Kathy Calvin, President and Chief Executive Officer of the United Nations Foundation

The United Nations Foundation believes that, for the biggest public health obstacles facing the world, it will take all nations and all sectors working toward solutions to succeed. So the Foundation works to make that a reality, bringing together partnerships, growing constituencies, mobilizing resources and advocating policies that can help everyone—in both the developing and developed world.

NewPublicHealth recently spoke with Kathy Calvin, President and Chief Executive Officer of the United Nations Foundation, about the organization’s many efforts to improve health both globally and locally—and how these two goals can support each other.

NewPublicHealth: What changes have you seen in global health during your time in the field?

Kathy Calvin: The number of nonprofits dedicated to health issues has quadrupled it seems, and real progress has been made, which is the most important point—that we’re actually seeing a reduction in maternal deaths and newborn deaths and preventable diseases such as measles and diarrhea and pneumonia. I mean, there’s just been enormous progress, with still much more to happen. But it’s been an exciting time after what I think has been a pretty discouraging period where no amounts of foreign aid seemed to be making a difference. I attribute that partly to some innovations in research and financing, but also to the fact that a lot of governments in Africa actually have prioritized women and prioritized health in some pretty significant ways. And I think we’ve had a very enlightened government in the last five years here, too, in terms of what we’re doing overseas.

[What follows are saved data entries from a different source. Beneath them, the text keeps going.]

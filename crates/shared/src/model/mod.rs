mod order;
mod order_item;

pub use self::order::OrderRecord;
pub use self::order_item::OrderItemRecord;
use crate::config::store::StoreCredentials;
use crate::errors::ConfigError;
use sqlx::{Pool, Postgres, postgres::PgPoolOptions};
use std::time::Duration;

pub type ConnectionPool = Pool<Postgres>;

pub struct ConnectionManager;

impl ConnectionManager {
    /// Builds a pool that opens connections on first use, so constructing a
    /// client never blocks on the network.
    pub fn lazy_pool(
        credentials: &StoreCredentials,
        max_connections: u32,
    ) -> Result<ConnectionPool, ConfigError> {
        let options = credentials.connect_options()?;

        let pool = PgPoolOptions::new()
            .max_connections(max_connections)
            .acquire_timeout(Duration::from_secs(10))
            .connect_lazy_with(options);

        Ok(pool)
    }
}
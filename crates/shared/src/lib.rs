pub mod abstract_trait;
pub mod config;
pub mod di;
pub mod domain;
pub mod errors;
pub mod model;
pub mod repository;
pub mod service;
pub mod utils;
mod filter;
mod notifier;
mod session;
mod view;
mod watcher;

pub use self::filter::{ALL_STATUSES, DashboardQuery, OrderFilter, StatusFilter};
pub use self::notifier::{DynNotifier, Notifier, TerminalBell};
pub use self::session::{DashboardSession, NewOrders, Toast, ToastKind};
pub use self::view::{
    ItemView, NotFoundPage, OrderDetailPage, OrderRowView, OrdersPage, OrdersPageContext,
    StatusOption, ToastView,
};
pub use self::watcher::OrderWatcher;

use prometheus_client::{metrics::counter::Counter, registry::Registry};
use shared::{
    abstract_trait::{DynOrderCommandService, DynOrderQueryService},
    domain::requests::UpdateOrderStatusRequest,
    errors::ServiceError,
    utils::PriceFormat,
};
use std::time::Duration;
use tokio::sync::{Mutex, RwLock};
use tracing::{debug, error, info, warn};
use uuid::Uuid;

pub const STATUS_UPDATED_MESSAGE: &str = "Order status updated";
pub const TEST_SOUND_MESSAGE: &str = "Test sound played!";

/// Server-side dashboard: the order list, the new-order detector and the
/// toasts shown on the next render.
pub struct Dashboard {
    query: DynOrderQueryService,
    command: DynOrderCommandService,
    session: RwLock<DashboardSession>,
    fetching: Mutex<()>,
    notifier: DynNotifier,
    new_orders: Counter,
    price_format: PriceFormat,
    poll_interval: Duration,
}

impl Dashboard {
    pub fn new(
        query: DynOrderQueryService,
        command: DynOrderCommandService,
        notifier: DynNotifier,
        price_format: PriceFormat,
        poll_interval: Duration,
        registry: &mut Registry,
    ) -> Self {
        let new_orders = Counter::default();
        registry.register(
            "dashboard_new_orders",
            "Orders detected by the background poll",
            new_orders.clone(),
        );

        Self {
            query,
            command,
            session: RwLock::new(DashboardSession::default()),
            fetching: Mutex::new(()),
            notifier,
            new_orders,
            price_format,
            poll_interval,
        }
    }

    pub fn poll_interval(&self) -> Duration {
        self.poll_interval
    }

    pub async fn orders_len(&self) -> usize {
        self.session.read().await.orders().len()
    }

    pub async fn new_orders_count(&self) -> usize {
        self.session.read().await.new_orders_count()
    }

    pub async fn auto_refresh(&self) -> bool {
        self.session.read().await.auto_refresh()
    }

    /// Full reload. Resets the baseline count and never notifies.
    ///
    /// Waits for an in-flight poll to be applied first, so a poll fetched
    /// before the reload can never overwrite its result.
    pub async fn load(&self) -> Result<(), ServiceError> {
        let _guard = self.fetching.lock().await;

        match self.query.find_all().await {
            Ok(orders) => {
                info!("📦 Loaded {} orders", orders.len());
                self.session.write().await.replace_orders(orders);
                Ok(())
            }
            Err(e) => {
                let message = describe(&e);
                error!("❌ Failed to fetch orders: {message}");
                self.session
                    .write()
                    .await
                    .set_toast(Toast::error(format!("Failed to fetch orders: {message}")));
                Err(e)
            }
        }
    }

    /// Silent refresh driven by the watcher. Skipped while auto-refresh is off
    /// or while another poll or reload is still in flight.
    pub async fn poll(&self) -> Option<NewOrders> {
        let Ok(_guard) = self.fetching.try_lock() else {
            debug!("Fetch already in flight, skipping poll");
            return None;
        };

        if !self.auto_refresh().await {
            return None;
        }

        let orders = match self.query.find_all().await {
            Ok(orders) => orders,
            Err(e) => {
                debug!("Background poll failed: {}", describe(&e));
                return None;
            }
        };

        let outcome = self.session.write().await.apply_poll(orders);

        if let Some(new_orders) = outcome {
            info!("🔔 {}", new_orders.message());
            self.new_orders.inc_by(new_orders.count as u64);
            self.notifier.ring();
        }

        outcome
    }

    pub async fn update_status(&self, order_id: &str, status: &str) -> Result<(), ServiceError> {
        let req = UpdateOrderStatusRequest::new(order_id, status);

        match self.command.update_status(&req).await {
            Ok(()) => {
                self.session
                    .write()
                    .await
                    .set_toast(Toast::success(STATUS_UPDATED_MESSAGE));
                // A failed reload leaves its own toast behind.
                if let Err(e) = self.load().await {
                    warn!("Reload after status update failed: {e}");
                }
                Ok(())
            }
            Err(e) => {
                let message = describe(&e);
                error!("❌ Failed to update order {order_id}: {message}");
                self.session
                    .write()
                    .await
                    .set_toast(Toast::error(format!("Failed to update order: {message}")));
                Err(e)
            }
        }
    }

    /// Flips auto-refresh and reloads, so orders that arrived while it was
    /// off become the new baseline instead of a notification.
    pub async fn toggle_auto_refresh(&self) -> bool {
        let enabled = self.session.write().await.toggle_auto_refresh();
        info!(
            "Auto-refresh {}",
            if enabled { "enabled" } else { "disabled" }
        );

        if let Err(e) = self.load().await {
            warn!("Reload after auto-refresh toggle failed: {e}");
        }

        enabled
    }

    pub async fn acknowledge_new_orders(&self) -> Result<(), ServiceError> {
        self.session.write().await.acknowledge_new_orders();
        self.load().await
    }

    pub async fn test_sound(&self) {
        self.notifier.ring();
        self.session
            .write()
            .await
            .set_toast(Toast::info(TEST_SOUND_MESSAGE));
    }

    /// Renders the list page, consuming any pending toast.
    pub async fn render_orders(&self, query: &DashboardQuery) -> OrdersPage {
        let filter = OrderFilter::from(query);
        let mut session = self.session.write().await;
        let toast = session.take_toast();

        OrdersPage::build(
            session.orders(),
            OrdersPageContext {
                filter: &filter,
                new_orders_count: session.new_orders_count(),
                auto_refresh: session.auto_refresh(),
                refresh_secs: self.poll_interval.as_secs(),
                toast,
                price: &self.price_format,
            },
        )
    }

    /// Renders the detail page of an order in the current list. Ids that are
    /// malformed or not loaded get the not-found page.
    pub async fn render_detail(&self, id: &str) -> Result<OrderDetailPage, NotFoundPage> {
        let mut session = self.session.write().await;
        let toast = session.take_toast();
        let auto_refresh = session.auto_refresh();
        let refresh_secs = self.poll_interval.as_secs();

        let order = Uuid::parse_str(id).ok().and_then(|id| session.find(id));

        match order {
            Some(order) => Ok(OrderDetailPage::build(
                order,
                &self.price_format,
                auto_refresh,
                refresh_secs,
                toast,
            )),
            None => Err(NotFoundPage {
                id: id.to_string(),
                auto_refresh,
                refresh_secs,
                toast: toast.map(ToastView::from),
            }),
        }
    }
}

fn describe(err: &ServiceError) -> String {
    match err {
        ServiceError::Repo(repo) => repo.store_message(),
        ServiceError::Validation(errors) => errors.join("; "),
        ServiceError::Internal(msg) => msg.clone(),
    }
}

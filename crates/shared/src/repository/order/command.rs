use crate::{
    abstract_trait::OrderCommandRepositoryTrait, config::ConnectionPool, errors::RepositoryError,
};
use async_trait::async_trait;
use tracing::{error, info};

#[derive(Clone)]
pub struct OrderCommandRepository {
    db: ConnectionPool,
}

impl OrderCommandRepository {
    pub fn new(db: ConnectionPool) -> Self {
        Self { db }
    }
}

#[async_trait]
impl OrderCommandRepositoryTrait for OrderCommandRepository {
    async fn update_status(&self, order_id: &str, status: &str) -> Result<u64, RepositoryError> {
        let mut conn = self.db.acquire().await.map_err(RepositoryError::from)?;

        // The id is cast by the store so malformed ids surface as store errors.
        let result = sqlx::query(
            r#"
            UPDATE orders
            SET status     = $1,
                updated_at = now()
            WHERE id = $2::uuid
            "#,
        )
        .bind(status)
        .bind(order_id)
        .execute(&mut *conn)
        .await
        .map_err(|err| {
            error!("❌ Failed to update status of order {order_id}: {:?}", err);
            RepositoryError::from(err)
        })?;

        info!(
            "🔄 Set status of order {order_id} to '{status}' ({} rows)",
            result.rows_affected()
        );
        Ok(result.rows_affected())
    }
}
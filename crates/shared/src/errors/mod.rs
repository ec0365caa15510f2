mod config;
mod error;
mod http;
mod repository;
mod service;

pub use self::config::ConfigError;
pub use self::error::ErrorResponse;
pub use self::http::HttpError;
pub use self::repository::RepositoryError;
pub use self::service::ServiceError;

So, it’s been exciting to see it. Health is not my background. I’ve really been privileged to see both how serious and significant the challenges are, but also how much good can be done with just a little bit of organized effort.

NPH: When you talk about enlightened government, what are some examples? What is making the difference now?

Calvin: Well ironically it isn’t all that political. In fact, some of the biggest shifts took place under President George W. Bush’s administration with his creation of the President’s Malaria Initiative—until then, there had been zero real depth of interest and progress on malaria—as well as PEPFAR, which some people criticized because it was so bilateral, but it had a huge impact in allowing the current administration to really set some ambitious goals for reducing and eliminating parent-to-child transmission and setting that audacious goal of an AIDS-free generation.

I think the things that influenced politicians around these policies were the embrace of the religious community of all our collective responsibility for global health. They took on AIDS, which until then had been fairly controversial. And then second, the desire to have some impact in showing America’s contribution to the world. I was involved pretty heavily with the creation of the President’s Malaria Initiative, and it was wonderful. It made a huge difference, and then at the same time, I think there were innovations in things such as bed nets. Finally, instead of having nets that had to be dipped every year, we had long-lasting nets, and you could really start to see a difference that when you provided a net and provided training, you could really prevent malaria deaths in a fairly major way. That allowed us also to talk to Americans in a new way because there was a tangible solution that didn’t cost a lot of money—$10 funds a net, saves a life—and you could show people that global health dollars and global aid dollars really were making a difference around the world.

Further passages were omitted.